El proceso de transformación de Will no puede tener un final feliz: su alma humana está condenada a sobrevivir atrapada en un cuerpo de lobo. Tras vencer la pelea que sostiene finalmente con su joven contrincante (escena que una vez más se nos muestra parcialmente a cámara lenta, siendo Morricone el encargado de insuflar el ritmo y violencia necesarios), Will tiene que despedirse de Laura, él cree que para siempre: la música registra un dramatismo insólito hasta el momento (“Will´s Final Goodbye”), pero Morricone sabe más que el espectador, sabe que Laura está sufriendo una idéntica metamorfosis y que finalmente podrá unirse a Will, convertidos ambos en lobo, lo cual supondrá para la pareja (pero sobre todo para Will) una liberación, una redención. Esta es la idea que Morricone pretende ilustrar en los últimos minutos de la película, primero mediante la soberbia fusión del Motivo de la Animalidad con una música pacífica, sosegada (“Laura and Wolf United”), no ya una fusión armónicamente perfecta, compatible, sino una total compenetración que hace pensar que el Motivo electrónico ha encontrado su lugar adecuado, su ubicación exacta; a continuación, en los créditos finales (“The Barn”), el compositor desarrolla su Tema de la Redención, una bellísima pieza protagonizada por el saxo soprano (instrumento que a lo largo de la banda sonora ha ido relacionando más o menos directamente con Laura) con la que Morricone cierra su obra demostrando que dosificar el preciosismo nada tiene que ver con la falta de inspiración, sino con una comprensión totalizadora de las necesidades musicales de una película, una visión de conjunto que responde a un diseño arquitectónico global y coherente.
Si bien simple y honesta en su estructura, “Wolf” es una complejísima partitura porque Morricone aplica a sus temas y motivos múltiples modos y lenguajes (poético, primitivo, romántico y naturalista), alterando o alimentando de forma sublime el contenido de los mismos.
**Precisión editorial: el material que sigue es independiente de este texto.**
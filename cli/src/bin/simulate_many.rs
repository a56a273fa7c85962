use anyhow::bail;
use clap::{Parser, ValueEnum};
use fightsim::api::{builtin_config, load_config, simulate_many};
use fightsim::config::DEFAULT_TEAM_SIZE;
use std::path::PathBuf;

#[derive(Copy, Clone, ValueEnum)]
enum PolicyKind {
    Elimination,
    Budget,
}

impl PolicyKind {
    fn name(self) -> &'static str {
        match self {
            PolicyKind::Elimination => "elimination",
            PolicyKind::Budget => "budget",
        }
    }

    fn default_preset(self) -> &'static str {
        match self {
            PolicyKind::Elimination => "efl_fatigue",
            PolicyKind::Budget => "efl_budget",
        }
    }
}

#[derive(Parser)]
#[command(name = "simulate-many")]
#[command(about = "Monte Carlo sim: many league runs over consecutive seeds")]
struct Args {
    /// Policy to simulate; picks its stock preset unless --preset/--config is given
    #[arg(long, value_enum)]
    policy: Option<PolicyKind>,

    /// Built-in preset id [default: efl_fatigue]
    #[arg(long, conflicts_with = "config")]
    preset: Option<String>,

    /// Config file (.json, .yaml, .yml)
    #[arg(long)]
    config: Option<PathBuf>,

    /// Number of runs
    #[arg(long, default_value_t = 1000)]
    samples: u32,

    /// RNG base seed (run i uses seed+i)
    #[arg(long, default_value_t = 12345)]
    seed: u64,

    #[arg(long, default_value_t = DEFAULT_TEAM_SIZE)]
    team_size_a: usize,

    #[arg(long, default_value_t = DEFAULT_TEAM_SIZE)]
    team_size_b: usize,
}

fn pct(part: u32, whole: u32) -> f64 {
    if whole == 0 {
        0.0
    } else {
        part as f64 / whole as f64 * 100.0
    }
}

fn main() -> anyhow::Result<()> {
    tracing_subscriber::fmt()
        .with_env_filter(
            tracing_subscriber::EnvFilter::try_from_default_env()
                .unwrap_or_else(|_| tracing_subscriber::EnvFilter::new("warn")),
        )
        .with_writer(std::io::stderr)
        .init();

    let args = Args::parse();

    let policy = args.policy.unwrap_or(PolicyKind::Elimination);
    let mut cfg = match (&args.config, &args.preset) {
        (Some(path), _) => load_config(path)?,
        (None, Some(id)) => builtin_config(id)?,
        (None, None) => builtin_config(policy.default_preset())?,
    };
    if let Some(wanted) = args.policy {
        if cfg.policy.name() != wanted.name() {
            bail!("config uses the '{}' policy, expected '{}'", cfg.policy.name(), wanted.name());
        }
    }
    cfg.seed = args.seed;

    let stats = simulate_many(args.team_size_a, args.team_size_b, &cfg, args.samples)?;

    println!("simulate-many results");
    println!("---------------------");
    println!("samples:            {}", stats.samples);
    println!("policy:             {}", cfg.policy.name());
    println!(
        "teams:              {} ({}) vs {} ({})",
        cfg.team_a, args.team_size_a, cfg.team_b, args.team_size_b
    );
    println!();
    println!("{} wins:{:>10.1}%", cfg.team_a, pct(stats.team_a_wins, stats.samples));
    println!("{} wins:{:>10.1}%", cfg.team_b, pct(stats.team_b_wins, stats.samples));
    println!("draws:              {:.1}%", pct(stats.draws, stats.samples));
    println!("premature halts:    {:.1}%", pct(stats.premature_halts, stats.samples));
    println!("avg bouts:          {:.2}", stats.mean_bouts);
    println!("avg fight time:     {:.1}s", stats.mean_bout_duration);

    Ok(())
}
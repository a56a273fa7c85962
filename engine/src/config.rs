use serde::{Deserialize, Serialize};

use crate::error::SimError;

pub const DEFAULT_TEAM_A: &str = "FFM";
pub const DEFAULT_TEAM_B: &str = "LEI";
pub const DEFAULT_TEAM_SIZE: usize = 6;

/// Parameters of the fatigue-weighted elimination model.
#[derive(Debug, Clone, Copy, PartialEq, Serialize, Deserialize)]
#[serde(rename_all = "snake_case", default)]
pub struct EliminationConfig {
    /// Finish hazard of a fresh combatant, per second.
    pub base_lambda: f64,
    /// Rate penalty per full round of prior active time.
    pub fatigue_factor: f64,
    /// Maximum duration of one bout in seconds.
    pub round_time: f64,
    /// Rest between consecutive bouts, in seconds.
    pub break_seconds: f64,
}

impl Default for EliminationConfig {
    fn default() -> Self {
        Self {
            base_lambda: 0.005,
            fatigue_factor: 0.35,
            round_time: 300.0,
            break_seconds: 60.0,
        }
    }
}

impl EliminationConfig {
    pub fn validate(&self) -> Result<(), SimError> {
        positive("base_lambda", self.base_lambda)?;
        positive("round_time", self.round_time)?;
        non_negative("fatigue_factor", self.fatigue_factor)?;
        non_negative("break_seconds", self.break_seconds)?;
        Ok(())
    }
}

/// Parameters of the time-budget league model.
#[derive(Debug, Clone, Copy, PartialEq, Serialize, Deserialize)]
#[serde(rename_all = "snake_case", default)]
pub struct BudgetConfig {
    pub max_time_per_entry: f64,
    pub total_fighter_time: f64,
    pub max_entries_per_fighter: u32,
    pub lambda_finish_rate: f64,
}

impl Default for BudgetConfig {
    fn default() -> Self {
        Self {
            max_time_per_entry: 300.0,
            total_fighter_time: 600.0,
            max_entries_per_fighter: 2,
            lambda_finish_rate: 0.005,
        }
    }
}

impl BudgetConfig {
    pub fn validate(&self) -> Result<(), SimError> {
        positive("max_time_per_entry", self.max_time_per_entry)?;
        positive("total_fighter_time", self.total_fighter_time)?;
        positive("lambda_finish_rate", self.lambda_finish_rate)?;
        if self.max_entries_per_fighter == 0 {
            return Err(SimError::invalid("max_entries_per_fighter", "must be at least 1"));
        }
        Ok(())
    }
}

/// Which bout resolver and termination rule a run uses.
#[derive(Debug, Clone, Copy, PartialEq, Serialize, Deserialize)]
#[serde(tag = "kind", rename_all = "snake_case")]
pub enum Policy {
    Elimination(EliminationConfig),
    Budget(BudgetConfig),
}

impl Default for Policy {
    fn default() -> Self {
        Policy::Elimination(EliminationConfig::default())
    }
}

impl Policy {
    pub fn name(&self) -> &'static str {
        match self {
            Policy::Elimination(_) => "elimination",
            Policy::Budget(_) => "budget",
        }
    }

    pub fn validate(&self) -> Result<(), SimError> {
        match self {
            Policy::Elimination(cfg) => cfg.validate(),
            Policy::Budget(cfg) => cfg.validate(),
        }
    }
}

#[derive(Debug, Clone, PartialEq, Serialize, Deserialize)]
#[serde(rename_all = "snake_case", default)]
pub struct SimulationConfig {
    pub seed: u64,
    pub team_a: String,
    pub team_b: String,
    pub policy: Policy,
}

impl Default for SimulationConfig {
    fn default() -> Self {
        Self {
            seed: 0,
            team_a: DEFAULT_TEAM_A.to_string(),
            team_b: DEFAULT_TEAM_B.to_string(),
            policy: Policy::default(),
        }
    }
}

impl SimulationConfig {
    pub fn elimination(cfg: EliminationConfig) -> Self {
        Self { policy: Policy::Elimination(cfg), ..Default::default() }
    }

    pub fn budget(cfg: BudgetConfig) -> Self {
        Self { policy: Policy::Budget(cfg), ..Default::default() }
    }

    pub fn with_seed(mut self, seed: u64) -> Self {
        self.seed = seed;
        self
    }

    /// Validate the policy and require two distinct team names.
    pub fn validate(&self) -> Result<(), SimError> {
        self.policy.validate()?;
        if self.team_a == self.team_b {
            return Err(SimError::invalid(
                "team_b",
                format!("must differ from team_a, both are '{}'", self.team_a),
            ));
        }
        Ok(())
    }

    pub fn with_teams(mut self, team_a: impl Into<String>, team_b: impl Into<String>) -> Self {
        self.team_a = team_a.into();
        self.team_b = team_b.into();
        self
    }
}

fn positive(field: &'static str, value: f64) -> Result<(), SimError> {
    if value.is_finite() && value > 0.0 {
        Ok(())
    } else {
        Err(SimError::invalid(field, format!("must be a positive number, got {value}")))
    }
}

fn non_negative(field: &'static str, value: f64) -> Result<(), SimError> {
    if value.is_finite() && value >= 0.0 {
        Ok(())
    } else {
        Err(SimError::invalid(field, format!("must be zero or positive, got {value}")))
    }
}
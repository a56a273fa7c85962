use std::collections::VecDeque;

use rand::{Rng, SeedableRng};
use rand_chacha::ChaCha8Rng;

pub mod api;
pub mod bout;
pub mod budget;
pub mod config;
pub mod content;
pub mod elimination;
pub mod error;
pub mod fatigue;
pub mod roster;
pub mod summary;

pub use bout::{resolve_bout, BoutEvent, BoutOutcome, BoutReason, Corner, FinishMethod};
pub use budget::{run_budget, BudgetBout, BudgetEvent, BudgetResult, BudgetVerdict};
pub use config::{BudgetConfig, EliminationConfig, Policy, SimulationConfig};
pub use elimination::{run_elimination, EliminationEngine, EngineState};
pub use error::SimError;
pub use fatigue::fatigue_multiplier;
pub use roster::{BudgetFighter, Combatant, Roster, TeamId};
pub use summary::{summarize, TournamentResult};

/// Randomness the simulation draws from. Every resolver takes one of these
/// by `&mut` so runs are reproducible.
pub trait RandomSource {
    /// Draw from an exponential distribution with the given rate (mean `1/rate`).
    fn exponential(&mut self, rate: f64) -> f64;
    /// Uniform draw in `[0, 1)`.
    fn uniform(&mut self) -> f64;
    /// Uniform index into a set of `len` items. `len` must be non-zero.
    fn choose(&mut self, len: usize) -> usize;
}

pub struct Dice { rng: ChaCha8Rng }

impl Dice {
    pub fn from_seed(seed: u64) -> Self {
        Self { rng: ChaCha8Rng::seed_from_u64(seed) }
    }
}

impl RandomSource for Dice {
    fn exponential(&mut self, rate: f64) -> f64 {
        // Inverse transform; 1 - u is in (0, 1] so the log stays finite.
        let u = self.uniform();
        -(1.0 - u).ln() / rate
    }

    fn uniform(&mut self) -> f64 {
        self.rng.gen_range(0.0..1.0)
    }

    fn choose(&mut self, len: usize) -> usize {
        self.rng.gen_range(0..len)
    }
}

/// Replays fixed draws. Each script cycles once exhausted.
#[derive(Debug, Clone, Default)]
pub struct ScriptedDice {
    exponentials: VecDeque<f64>,
    uniforms: VecDeque<f64>,
    choices: VecDeque<usize>,
}

impl ScriptedDice {
    pub fn new() -> Self {
        Self::default()
    }

    pub fn with_exponentials(mut self, values: impl IntoIterator<Item = f64>) -> Self {
        self.exponentials = values.into_iter().collect();
        self
    }

    pub fn with_uniforms(mut self, values: impl IntoIterator<Item = f64>) -> Self {
        self.uniforms = values.into_iter().collect();
        self
    }

    pub fn with_choices(mut self, values: impl IntoIterator<Item = usize>) -> Self {
        self.choices = values.into_iter().collect();
        self
    }
}

fn cycle<T: Copy>(queue: &mut VecDeque<T>) -> Option<T> {
    let value = queue.pop_front()?;
    queue.push_back(value);
    Some(value)
}

impl RandomSource for ScriptedDice {
    fn exponential(&mut self, rate: f64) -> f64 {
        cycle(&mut self.exponentials).unwrap_or(1.0 / rate)
    }

    fn uniform(&mut self) -> f64 {
        cycle(&mut self.uniforms).unwrap_or(0.5)
    }

    fn choose(&mut self, len: usize) -> usize {
        // Out-of-range script entries wrap instead of indexing past the set.
        cycle(&mut self.choices).map_or(0, |i| i % len.max(1))
    }
}
use fightsim::{fatigue_multiplier, EliminationConfig};
use fightsim::fatigue::hazard_rate;
use proptest::prelude::*;

#[test]
fn fresh_combatant_has_no_penalty() {
    let cfg = EliminationConfig::default();
    assert_eq!(fatigue_multiplier(0.0, &cfg), 1.0);
    assert_eq!(hazard_rate(0.0, &cfg), cfg.base_lambda);
}

#[test]
fn one_full_round_adds_the_fatigue_factor() {
    let cfg = EliminationConfig::default();
    assert!((fatigue_multiplier(300.0, &cfg) - 1.35).abs() < 1e-12);
    assert!((fatigue_multiplier(600.0, &cfg) - 1.70).abs() < 1e-12);
}

#[test]
fn growth_is_unbounded() {
    let cfg = EliminationConfig::default();
    assert!(fatigue_multiplier(300.0 * 100.0, &cfg) > 35.0);
}

#[test]
fn zero_factor_disables_fatigue() {
    let cfg = EliminationConfig { fatigue_factor: 0.0, ..Default::default() };
    assert_eq!(fatigue_multiplier(1_000.0, &cfg), 1.0);
}

proptest! {
    #[test]
    fn multiplier_strictly_increases(x in 0.0f64..10_000.0, dx in 0.01f64..1_000.0) {
        let cfg = EliminationConfig::default();
        prop_assert!(fatigue_multiplier(x + dx, &cfg) > fatigue_multiplier(x, &cfg));
    }
}
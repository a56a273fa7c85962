use serde::{Deserialize, Serialize};

use crate::bout::{BoutEvent, Corner};
use crate::roster::TeamId;

#[derive(Debug, Clone, PartialEq, Serialize, Deserialize)]
pub struct TournamentResult {
    pub bouts: u32,
    pub total_bout_duration: f64,
    pub total_break_duration: f64,
    /// Side whose roster survived.
    pub winning_side: Corner,
    pub winning_team: TeamId,
}

impl TournamentResult {
    /// Bout time plus rest time.
    pub fn total_duration(&self) -> f64 {
        self.total_bout_duration + self.total_break_duration
    }
}

/// Rest between consecutive bouts: one break fewer than bouts fought, never
/// negative.
pub fn break_duration(bouts: usize, break_seconds: f64) -> f64 {
    bouts.saturating_sub(1) as f64 * break_seconds
}

pub fn summarize(
    log: &[BoutEvent],
    break_seconds: f64,
    winning_side: Corner,
    winning_team: TeamId,
) -> TournamentResult {
    TournamentResult {
        bouts: log.len() as u32,
        total_bout_duration: log.iter().map(|e| e.duration).sum(),
        total_break_duration: break_duration(log.len(), break_seconds),
        winning_side,
        winning_team,
    }
}
use std::{fs, path::Path};

use anyhow::{Context, Result};
use encoding_rs::Encoding;
use serde::Serialize;

use crate::budget::{run_budget, BudgetEvent, BudgetResult, BudgetVerdict};
use crate::config::{Policy, SimulationConfig};
use crate::content::builtin_presets;
use crate::elimination::run_elimination;
use crate::error::SimError;
use crate::roster::Roster;
use crate::summary::TournamentResult;
use crate::{BoutEvent, Corner, Dice, RandomSource};

#[derive(Debug, Clone, PartialEq, Serialize)]
#[serde(tag = "kind", rename_all = "snake_case")]
pub enum SimulationReport {
    Elimination {
        events: Vec<BoutEvent>,
        result: TournamentResult,
    },
    Budget {
        events: Vec<BudgetEvent>,
        result: BudgetResult,
    },
}

impl SimulationReport {
    pub fn bouts(&self) -> usize {
        match self {
            SimulationReport::Elimination { events, .. } => events.len(),
            SimulationReport::Budget { events, .. } => events.len(),
        }
    }

    pub fn total_bout_duration(&self) -> f64 {
        match self {
            SimulationReport::Elimination { result, .. } => result.total_bout_duration,
            SimulationReport::Budget { result, .. } => result.total_bout_duration,
        }
    }
}

/// Run one simulation seeded from `cfg.seed`.
pub fn run_simulation(
    team_size_a: usize,
    team_size_b: usize,
    cfg: &SimulationConfig,
) -> Result<SimulationReport, SimError> {
    let mut dice = Dice::from_seed(cfg.seed);
    run_simulation_with(team_size_a, team_size_b, cfg, &mut dice)
}

/// Run one simulation drawing from the given random source.
pub fn run_simulation_with(
    team_size_a: usize,
    team_size_b: usize,
    cfg: &SimulationConfig,
    rng: &mut impl RandomSource,
) -> Result<SimulationReport, SimError> {
    cfg.validate()?;
    match &cfg.policy {
        Policy::Elimination(elim) => {
            let roster_a = Roster::new(cfg.team_a.as_str(), team_size_a);
            let roster_b = Roster::new(cfg.team_b.as_str(), team_size_b);
            let (events, result) = run_elimination(roster_a, roster_b, elim, rng)?;
            Ok(SimulationReport::Elimination { events, result })
        }
        Policy::Budget(budget) => {
            let roster_a = Roster::with_budget(cfg.team_a.as_str(), team_size_a, budget);
            let roster_b = Roster::with_budget(cfg.team_b.as_str(), team_size_b, budget);
            let (events, result) = run_budget(roster_a, roster_b, budget, rng)?;
            Ok(SimulationReport::Budget { events, result })
        }
    }
}

#[derive(Debug, Clone, Default, PartialEq, Serialize)]
#[serde(rename_all = "snake_case")]
pub struct BatchStats {
    pub samples: u32,
    pub team_a_wins: u32,
    pub team_b_wins: u32,
    pub draws: u32,
    pub premature_halts: u32,
    pub mean_bouts: f64,
    pub mean_bout_duration: f64,
}

/// Run `samples` simulations; sample `i` uses seed `cfg.seed + i`.
pub fn simulate_many(
    team_size_a: usize,
    team_size_b: usize,
    cfg: &SimulationConfig,
    samples: u32,
) -> Result<BatchStats, SimError> {
    let mut stats = BatchStats { samples, ..Default::default() };
    let mut bouts_total = 0u64;
    let mut duration_total = 0.0;

    for i in 0..samples {
        let mut trial = cfg.clone();
        trial.seed = cfg.seed.wrapping_add(i as u64);
        let report = run_simulation(team_size_a, team_size_b, &trial)?;
        bouts_total += report.bouts() as u64;
        duration_total += report.total_bout_duration();

        match &report {
            SimulationReport::Elimination { result, .. } => {
                match result.winning_side {
                    Corner::A => stats.team_a_wins += 1,
                    Corner::B => stats.team_b_wins += 1,
                }
            }
            SimulationReport::Budget { result, .. } => match result.verdict {
                BudgetVerdict::TeamBTimeExhausted => stats.team_a_wins += 1,
                BudgetVerdict::TeamATimeExhausted => stats.team_b_wins += 1,
                BudgetVerdict::BothExhausted => stats.draws += 1,
                BudgetVerdict::PrematureHalt => stats.premature_halts += 1,
            },
        }
    }

    if samples > 0 {
        stats.mean_bouts = bouts_total as f64 / samples as f64;
        stats.mean_bout_duration = duration_total / samples as f64;
    }
    Ok(stats)
}

#[derive(Debug, Clone, Copy, PartialEq, Eq)]
pub enum ConfigFormat {
    Json,
    Yaml,
}

impl ConfigFormat {
    pub fn from_path(path: &Path) -> Self {
        match path.extension().and_then(|e| e.to_str()) {
            Some(ext) if ext.eq_ignore_ascii_case("yaml") || ext.eq_ignore_ascii_case("yml") => {
                ConfigFormat::Yaml
            }
            _ => ConfigFormat::Json,
        }
    }
}

/// Parse and validate a simulation config.
pub fn parse_config(text: &str, format: ConfigFormat) -> Result<SimulationConfig> {
    let cfg: SimulationConfig = match format {
        ConfigFormat::Json => serde_json::from_str(text).context("failed to parse config JSON")?,
        ConfigFormat::Yaml => serde_yaml::from_str(text).context("failed to parse config YAML")?,
    };
    cfg.validate()?;
    Ok(cfg)
}

/// Decode config file bytes: honours a UTF-8/UTF-16 BOM, otherwise UTF-8.
fn decode_text(bytes: Vec<u8>) -> Result<String> {
    if let Some((enc, bom_len)) = Encoding::for_bom(&bytes) {
        let (cow, _, _) = enc.decode(&bytes[bom_len..]);
        Ok(cow.into_owned())
    } else {
        Ok(String::from_utf8(bytes).context("config is not valid UTF-8")?)
    }
}

/// Load a JSON or YAML config (by extension) and validate it.
pub fn load_config(path: impl AsRef<Path>) -> Result<SimulationConfig> {
    let path = path.as_ref();
    let bytes =
        fs::read(path).with_context(|| format!("failed to read config: {}", path.display()))?;
    let text = decode_text(bytes)
        .with_context(|| format!("failed to decode config: {}", path.display()))?;
    parse_config(&text, ConfigFormat::from_path(path))
        .with_context(|| format!("invalid config: {}", path.display()))
}

pub fn builtin_config(id: &str) -> Result<SimulationConfig> {
    let presets = builtin_presets();
    let text = presets
        .get(id)
        .ok_or_else(|| anyhow::anyhow!("preset '{}' not found", id))?;
    parse_config(text, ConfigFormat::Json).with_context(|| format!("invalid preset: {}", id))
}
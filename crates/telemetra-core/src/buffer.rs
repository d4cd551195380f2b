use model::TelemetrySample;

/// Batches samples for the persistence side.
#[derive(Clone, Debug)]
pub struct SampleBuffer {
    batch_size: usize,
    samples: Vec<TelemetrySample>,
}

impl SampleBuffer {
    pub fn new(batch_size: usize) -> Self {
        let batch_size = batch_size.max(1);
        Self { batch_size, samples: Vec::with_capacity(batch_size) }
    }

    /// Returns a full batch once `batch_size` samples have accumulated.
    pub fn push(&mut self, sample: TelemetrySample) -> Option<Vec<TelemetrySample>> {
        self.samples.push(sample);
        if self.samples.len() >= self.batch_size {
            self.flush()
        } else {
            None
        }
    }

    /// Drain whatever is buffered. `None` when empty.
    pub fn flush(&mut self) -> Option<Vec<TelemetrySample>> {
        if self.samples.is_empty() {
            return None;
        }
        Some(std::mem::replace(&mut self.samples, Vec::with_capacity(self.batch_size)))
    }

    pub fn len(&self) -> usize {
        self.samples.len()
    }

    pub fn is_empty(&self) -> bool {
        self.samples.is_empty()
    }
}

#[cfg(test)]
mod tests {
    use super::*;

    fn sample(timestamp: u64) -> TelemetrySample {
        TelemetrySample {
            session_id: 1,
            timestamp,
            lap_number: 0,
            position: None,
            speed: 0.0,
            raw_speed: None,
            distance: 0.0,
            accel_x: 0.0,
            accel_y: 0.0,
            g_lat: 0.0,
            g_long: 0.0,
            g_sum: 0.0,
            variance: 0.0,
            kalman_gain: 0.0,
            delta: 0.0,
        }
    }

    #[test]
    fn emits_exact_batches() {
        let mut b = SampleBuffer::new(50);
        let mut batches = Vec::new();
        for i in 0..120 {
            if let Some(batch) = b.push(sample(i)) {
                batches.push(batch);
            }
        }
        assert_eq!(batches.len(), 2);
        assert!(batches.iter().all(|b| b.len() == 50));
        assert_eq!(batches[1][0].timestamp, 50);
        assert_eq!(b.len(), 20);

        let last = b.flush().unwrap();
        assert_eq!(last.len(), 20);
        assert!(b.flush().is_none());
    }

    #[test]
    fn zero_batch_size_flushes_every_sample() {
        let mut b = SampleBuffer::new(0);
        assert_eq!(b.push(sample(1)).map(|v| v.len()), Some(1));
        assert!(b.is_empty());
    }
}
Con su música, Morricone logra que “Wolf” trascienda su condición de simple revisitación del género de terror realizada al socaire de las desigualmente exitosas “Drácula” de Coppola y “Frankenstein” de Brannagh. Gracias al italiano, en la pantalla hay algo más que un excelente maquillaje y un acertado casting. Experto en la plasmación cinematográfica de conceptos complejos, contradictorios y polifacéticos, ofrece en “Wolf” una lección de cómo hacer musicalmente visible lo invisible, concreto lo abstracto; de cómo la música puede lograr que el subtexto de una película discurra en paralelo al texto, extrayéndolo de las profundidades de las intenciones del director y situándolo en primer plano, a ras de imagen, a flor de piel.
Una obra maestra que muchos compositores (y todo aficionado que se precie) deberían estudiar con detenimiento.